--- START ---

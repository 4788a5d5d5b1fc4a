//! The producer/consumer split underlying every handle in [`crate::model`].
//!
//! A [`Producer<T>`] owns the canonical value and can [`Producer::modify`] it; any number of
//! [`Consumer<T>`] handles can be cloned off of it and will each independently track how much of
//! the state they've observed. The pair is backed by a [`tokio::sync::watch`] channel so clones
//! fan out for free instead of requiring a broadcast channel per reader.
use std::{
	fmt,
	future::Future,
	ops::Deref,
	sync::{
		atomic::{self, AtomicUsize},
		Arc,
	},
};

use tokio::sync::watch;

use crate::Error;

#[derive(Default)]
struct State<T> {
	value: T,
	closed: Option<Result<(), Error>>,
}

/// The writable half of a producer/consumer pair.
///
/// Closing is terminal: once `closed` is `Some`, no further modification succeeds. Dropping the
/// last clone of a `Producer` implicitly closes it with [`Error::Cancel`] unless it was already
/// closed explicitly.
pub struct Producer<T> {
	state: watch::Sender<State<T>>,
	active: Arc<AtomicUsize>,
}

impl<T> Producer<T> {
	pub fn new(value: T) -> Self {
		Self {
			state: watch::Sender::new(State { value, closed: None }),
			active: Arc::new(AtomicUsize::new(1)),
		}
	}

	pub fn consume(&self) -> Consumer<T> {
		Consumer::new(self.state.subscribe())
	}

	/// Close cleanly. Idempotent: closing twice returns the first close's result.
	pub fn close(&self) -> Result<(), Error> {
		let mut res = Ok(());

		self.state.send_if_modified(|state| {
			if let Some(Err(err)) = state.closed.clone() {
				res = Err(err);
				return false;
			}

			state.closed = Some(Ok(()));
			true
		});

		res
	}

	/// Close with an error, propagated to every consumer.
	pub fn abort(&self, err: Error) -> Result<(), Error> {
		let mut res = Ok(());

		self.state.send_if_modified(|state| {
			if let Some(Err(closed)) = state.closed.clone() {
				res = Err(closed);
				return false;
			}

			state.closed = Some(Err(err));
			true
		});

		res
	}

	pub fn modify<F, R>(&self, modify: F) -> Result<R, Error>
	where
		F: FnOnce(&mut T) -> R,
	{
		let mut result = Err(Error::Cancel);

		self.state.send_if_modified(|state| {
			if let Some(Err(err)) = state.closed.clone() {
				result = Err(err);
				false
			} else {
				result = Ok(modify(&mut state.value));
				true
			}
		});

		result
	}

	pub fn borrow(&self) -> Ref<'_, T> {
		Ref {
			inner: self.state.borrow(),
		}
	}

	/// Resolves once there are no more consumers for this producer.
	pub fn unused(&self) -> impl Future<Output = ()> {
		let state = self.state.clone();
		async move {
			let _ = state.closed().await;
		}
	}

	pub fn is_clone(&self, other: &Self) -> bool {
		self.state.same_channel(&other.state)
	}
}

impl<T: Default> Default for Producer<T> {
	fn default() -> Self {
		Self::new(Default::default())
	}
}

impl<T> Clone for Producer<T> {
	fn clone(&self) -> Self {
		self.active.fetch_add(1, atomic::Ordering::Relaxed);
		Self {
			state: self.state.clone(),
			active: self.active.clone(),
		}
	}
}

impl<T> Drop for Producer<T> {
	fn drop(&mut self) {
		let active = self.active.fetch_sub(1, atomic::Ordering::Release);
		if active != 1 {
			return;
		}

		atomic::fence(atomic::Ordering::Acquire);

		self.state.send_if_modified(|state| {
			if state.closed.is_some() {
				return false;
			}

			state.closed = Some(Err(Error::Cancel));
			true
		});
	}
}

impl<T: fmt::Debug> fmt::Debug for Producer<T> {
	fn fmt(&self, f: &mut fmt::Formatter<'_>) -> fmt::Result {
		let state = self.state.borrow();
		f.debug_struct("Producer")
			.field("value", &state.value)
			.field("closed", &state.closed)
			.finish()
	}
}

/// The readable half of a producer/consumer pair. Clone freely; each clone tracks its own cursor
/// into the state, if the underlying `T` is itself something with an incremental read API.
pub struct Consumer<T> {
	inner: watch::Receiver<State<T>>,
}

impl<T> Consumer<T> {
	fn new(inner: watch::Receiver<State<T>>) -> Self {
		Self { inner }
	}

	/// Resolves with the producer's terminal result once it closes.
	pub fn closed(&self) -> impl Future<Output = Result<(), Error>> {
		let mut inner = self.inner.clone();
		async move {
			match inner.wait_for(|state| state.closed.is_some()).await {
				Ok(state) => state.closed.clone().unwrap(),
				Err(_) => unreachable!("producer can't be dropped without setting closed"),
			}
		}
	}

	/// Waits until `f` matches the current value, or the producer closes.
	pub async fn wait_for(&mut self, mut f: impl FnMut(&T) -> bool) -> Result<Ref<'_, T>, Error> {
		let mut matched = false;

		let state = self
			.inner
			.wait_for(|state| {
				matched = f(&state.value);
				matched || state.closed.is_some()
			})
			.await
			.expect("sender can't be dropped without setting closed");

		if !matched {
			if let Some(Err(err)) = state.closed.clone() {
				return Err(err);
			}
		}

		Ok(Ref { inner: state })
	}

	pub fn borrow(&self) -> Ref<'_, T> {
		Ref {
			inner: self.inner.borrow(),
		}
	}

	pub fn is_clone(&self, other: &Self) -> bool {
		self.inner.same_channel(&other.inner)
	}
}

impl<T: fmt::Debug> fmt::Debug for Consumer<T> {
	fn fmt(&self, f: &mut fmt::Formatter<'_>) -> fmt::Result {
		let inner = self.inner.borrow();
		f.debug_struct("Consumer")
			.field("value", &inner.value)
			.field("closed", &inner.closed)
			.finish()
	}
}

impl<T> Clone for Consumer<T> {
	fn clone(&self) -> Self {
		Self {
			inner: self.inner.clone(),
		}
	}
}

pub struct Ref<'a, T> {
	inner: tokio::sync::watch::Ref<'a, State<T>>,
}

impl<'a, T> Deref for Ref<'a, T> {
	type Target = T;

	fn deref(&self) -> &Self::Target {
		&self.inner.value
	}
}

#[cfg(test)]
mod tests {
	use super::*;

	#[tokio::test]
	async fn close_is_idempotent() {
		let producer = Producer::new(0u32);
		assert!(producer.close().is_ok());
		assert!(producer.close().is_ok());
	}

	#[tokio::test]
	async fn abort_propagates_to_consumer() {
		let producer = Producer::new(0u32);
		let consumer = producer.consume();
		producer.abort(Error::NotFound).unwrap();
		assert_eq!(consumer.closed().await, Err(Error::NotFound));
	}

	#[tokio::test]
	async fn drop_closes_with_cancel() {
		let producer = Producer::new(0u32);
		let consumer = producer.consume();
		drop(producer);
		assert_eq!(consumer.closed().await, Err(Error::Cancel));
	}

	#[tokio::test]
	async fn unused_resolves_after_consumers_drop() {
		let producer = Producer::new(0u32);
		let consumer = producer.consume();
		assert!(futures::FutureExt::now_or_never(producer.unused()).is_none());
		drop(consumer);
		assert!(futures::FutureExt::now_or_never(producer.unused()).is_some());
	}
}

--- END ---

What is needed is an exact transcription of every entry above.

» ANSWER TO THIS TASK:
repository 4788a5d5d5b1fc4a
//! The producer/consumer split underlying every handle in [`crate::model`].
//!
//! A [`Producer<T>`] owns the canonical value and can [`Producer::modify`] it; any number of
//! [`Consumer<T>`] handles can be cloned off of it and will each independently track how much of
//! the state they've observed. The pair is backed by a [`tokio::sync::watch`] channel so clones
//! fan out for free instead of requiring a broadcast channel per reader.
use std::{
	fmt,
	future::Future,
	ops::Deref,
	sync::{
		atomic::{self, AtomicUsize},
		Arc,
	},
};

use tokio::sync::watch;

use crate::Error;

#[derive(Default)]
struct State<T> {
	value: T,
	closed: Option<Result<(), Error>>,
}

/// The writable half of a producer/consumer pair.
///
/// Closing is terminal: once `closed` is `Some`, no further modification succeeds. Dropping the
/// last clone of a `Producer` implicitly closes it with [`Error::Cancel`] unless it was already
/// closed explicitly.
pub struct Producer<T> {
	state: watch::Sender<State<T>>,
	active: Arc<AtomicUsize>,
}

impl<T> Producer<T> {
	pub fn new(value: T) -> Self {
		Self {
			state: watch::Sender::new(State { value, closed: None }),
			active: Arc::new(AtomicUsize::new(1)),
		}
	}

	pub fn consume(&self) -> Consumer<T> {
		Consumer::new(self.state.subscribe())
	}

	/// Close cleanly. Idempotent: closing twice returns the first close's result.
	pub fn close(&self) -> Result<(), Error> {
		let mut res = Ok(());

		self.state.send_if_modified(|state| {
			if let Some(Err(err)) = state.closed.clone() {
				res = Err(err);
				return false;
			}

			state.closed = Some(Ok(()));
			true
		});

		res
	}

	/// Close with an error, propagated to every consumer.
	pub fn abort(&self, err: Error) -> Result<(), Error> {
		let mut res = Ok(());

		self.state.send_if_modified(|state| {
			if let Some(Err(closed)) = state.closed.clone() {
				res = Err(closed);
				return false;
			}

			state.closed = Some(Err(err));
			true
		});

		res
	}

	pub fn modify<F, R>(&self, modify: F) -> Result<R, Error>
	where
		F: FnOnce(&mut T) -> R,
	{
		let mut result = Err(Error::Cancel);

		self.state.send_if_modified(|state| {
			if let Some(Err(err)) = state.closed.clone() {
				result = Err(err);
				false
			} else {
				result = Ok(modify(&mut state.value));
				true
			}
		});

		result
	}

	pub fn borrow(&self) -> Ref<'_, T> {
		Ref {
			inner: self.state.borrow(),
		}
	}

	/// Resolves once there are no more consumers for this producer.
	pub fn unused(&self) -> impl Future<Output = ()> {
		let state = self.state.clone();
		async move {
			let _ = state.closed().await;
		}
	}

	pub fn is_clone(&self, other: &Self) -> bool {
		self.state.same_channel(&other.state)
	}
}

impl<T: Default> Default for Producer<T> {
	fn default() -> Self {
		Self::new(Default::default())
	}
}

impl<T> Clone for Producer<T> {
	fn clone(&self) -> Self {
		self.active.fetch_add(1, atomic::Ordering::Relaxed);
		Self {
			state: self.state.clone(),
			active: self.active.clone(),
		}
	}
}

impl<T> Drop for Producer<T> {
	fn drop(&mut self) {
		let active = self.active.fetch_sub(1, atomic::Ordering::Release);
		if active != 1 {
			return;
		}

		atomic::fence(atomic::Ordering::Acquire);

		self.state.send_if_modified(|state| {
			if state.closed.is_some() {
				return false;
			}

			state.closed = Some(Err(Error::Cancel));
			true
		});
	}
}

impl<T: fmt::Debug> fmt::Debug for Producer<T> {
	fn fmt(&self, f: &mut fmt::Formatter<'_>) -> fmt::Result {
		let state = self.state.borrow();
		f.debug_struct("Producer")
			.field("value", &state.value)
			.field("closed", &state.closed)
			.finish()
	}
}

/// The readable half of a producer/consumer pair. Clone freely; each clone tracks its own cursor
/// into the state, if the underlying `T` is itself something with an incremental read API.
pub struct Consumer<T> {
	inner: watch::Receiver<State<T>>,
}

impl<T> Consumer<T> {
	fn new(inner: watch::Receiver<State<T>>) -> Self {
		Self { inner }
	}

	/// Resolves with the producer's terminal result once it closes.
	pub fn closed(&self) -> impl Future<Output = Result<(), Error>> {
		let mut inner = self.inner.clone();
		async move {
			match inner.wait_for(|state| state.closed.is_some()).await {
				Ok(state) => state.closed.clone().unwrap(),
				Err(_) => unreachable!("producer can't be dropped without setting closed"),
			}
		}
	}

	/// Waits until `f` matches the current value, or the producer closes.
	pub async fn wait_for(&mut self, mut f: impl FnMut(&T) -> bool) -> Result<Ref<'_, T>, Error> {
		let mut matched = false;

		let state = self
			.inner
			.wait_for(|state| {
				matched = f(&state.value);
				matched || state.closed.is_some()
			})
			.await
			.expect("sender can't be dropped without setting closed");

		if !matched {
			if let Some(Err(err)) = state.closed.clone() {
				return Err(err);
			}
		}

		Ok(Ref { inner: state })
	}

	pub fn borrow(&self) -> Ref<'_, T> {
		Ref {
			inner: self.inner.borrow(),
		}
	}

	pub fn is_clone(&self, other: &Self) -> bool {
		self.inner.same_channel(&other.inner)
	}
}

impl<T: fmt::Debug> fmt::Debug for Consumer<T> {
	fn fmt(&self, f: &mut fmt::Formatter<'_>) -> fmt::Result {
		let inner = self.inner.borrow();
		f.debug_struct("Consumer")
			.field("value", &inner.value)
			.field("closed", &inner.closed)
			.finish()
	}
}

impl<T> Clone for Consumer<T> {
	fn clone(&self) -> Self {
		Self {
			inner: self.inner.clone(),
		}
	}
}

pub struct Ref<'a, T> {
	inner: tokio::sync::watch::Ref<'a, State<T>>,
}

impl<'a, T> Deref for Ref<'a, T> {
	type Target = T;

	fn deref(&self) -> &Self::Target {
		&self.inner.value
	}
}

#[cfg(test)]
mod tests {
	use super::*;

	#[tokio::test]
	async fn close_is_idempotent() {
		let producer = Producer::new(0u32);
		assert!(producer.close().is_ok());
		assert!(producer.close().is_ok());
	}

	#[tokio::test]
	async fn abort_propagates_to_consumer() {
		let producer = Producer::new(0u32);
		let consumer = producer.consume();
		producer.abort(Error::NotFound).unwrap();
		assert_eq!(consumer.closed().await, Err(Error::NotFound));
	}

	#[tokio::test]
	async fn drop_closes_with_cancel() {
		let producer = Producer::new(0u32);
		let consumer = producer.consume();
		drop(producer);
		assert_eq!(consumer.closed().await, Err(Error::Cancel));
	}

	#[tokio::test]
	async fn unused_resolves_after_consumers_drop() {
		let producer = Producer::new(0u32);
		let consumer = producer.consume();
		assert!(futures::FutureExt::now_or_never(producer.unused()).is_none());
		drop(consumer);
		assert!(futures::FutureExt::now_or_never(producer.unused()).is_some());
	}
}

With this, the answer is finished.